Determining if rain or snow are falling seems like a problem with a simple answer: if the temperature is above freezing then it should be raining; at or below freezing, sleet or snow should be falling. Generally, modern land surface and hydrologic models and reanalysis products, such as those from NASA’s Global Precipitation Measurement (GPM) mission’s Integrated Multi-satellitE Retrievals for GPM (IMERG), successfully use temperature and other near-surface measurements to accurately predict precipitation type across temperature ranges.

But altitude, regional location, and other factors can influence the temperature near the land surface at which snow or rain falls and throw off predictions. When air temperatures are slightly above freezing, the best conventional methods can do is to accurately identify precipitation phase only 65% of the time.

How and why rain falls versus snow matters both for immediate and future reasons. In the immediate sense, being able to accurately predict precipitation type can improve forecasts and how people respond to a storm, such as applying salt and sand to roadways to prevent ice buildup. In the long term, researchers and decision-makers need to be able to look back at historical data and understand precipitation patterns in an area to properly develop infrastructure to manage rain or handle snow and other planning.
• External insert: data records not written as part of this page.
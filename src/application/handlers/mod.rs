//! OCPP message handlers

mod ocpp_v16;
mod ocpp_v16_handler;

pub use ocpp_v16_handler::{OcppHandlerV16, OcppServices, DEFAULT_HEARTBEAT_INTERVAL_SECS};
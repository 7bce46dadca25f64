//! Notifications
//!
//! Broadcast event bus for guard decisions, transaction lifecycle, and
//! user-facing alerts.
//!
//! ```ignore
//! let bus = create_event_bus();
//! let mut sub = bus.subscribe();
//! bus.notify("TAG-001", "Cannot start charging. The device is offline").await;
//! ```

pub mod event_bus;
pub mod events;

pub use event_bus::{create_event_bus, EventBus, EventSubscriber, SharedEventBus};
pub use events::*;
Mountain Rain or Snow Project Enlists Volunteer Observers

To improve precipitation predictions, detection, and modeling, Jennings and other scientists started a project called Mountain Rain or Snow funded by NASA's Citizen Science for Earth Systems Program (CSESP). The project has approximately 1,700 volunteer observers around the United States who report via a phone app when it’s raining or snowing to increase validated precipitation data for their area. The original thought behind the project was that gathering more datapoints from volunteers would be a great method of increasing overall precipitation measurement accuracy.

"The beauty in this study is not just in the algorithmic advancements but in the way that it clearly demonstrates the power of citizen science observations to enable these kinds of advancements with direct observations at scales not otherwise achievable," said CSESP Program Manager Dr. Gerald (Stinger) Guala.

To synthesize the satellite data and citizen science observations, the project scientists recently experimented with using artificial intelligence (AI) to classify precipitation data after learning that the technology has greatly improved hydrology models. The team trained three AI models — an artificial neural network, random forest, and XGBoost — with historical meteorology data and citizen scientist reports to see if computers could learn to make the correct guess about whether it was raining or snowing.

The data consisted of 38,500 Mountain Rain or Snow citizen scientist observations and 17.8 million synoptic meteorology reports detailing air temperature, wet bulb temperature, dew point temperature, relative humidity, and in some cases, surface pressure. The results of the experiment were recently published in the journal Nature Communications: Machine learning shows a limit to rain-snow partitioning accuracy when using near-surface meteorology.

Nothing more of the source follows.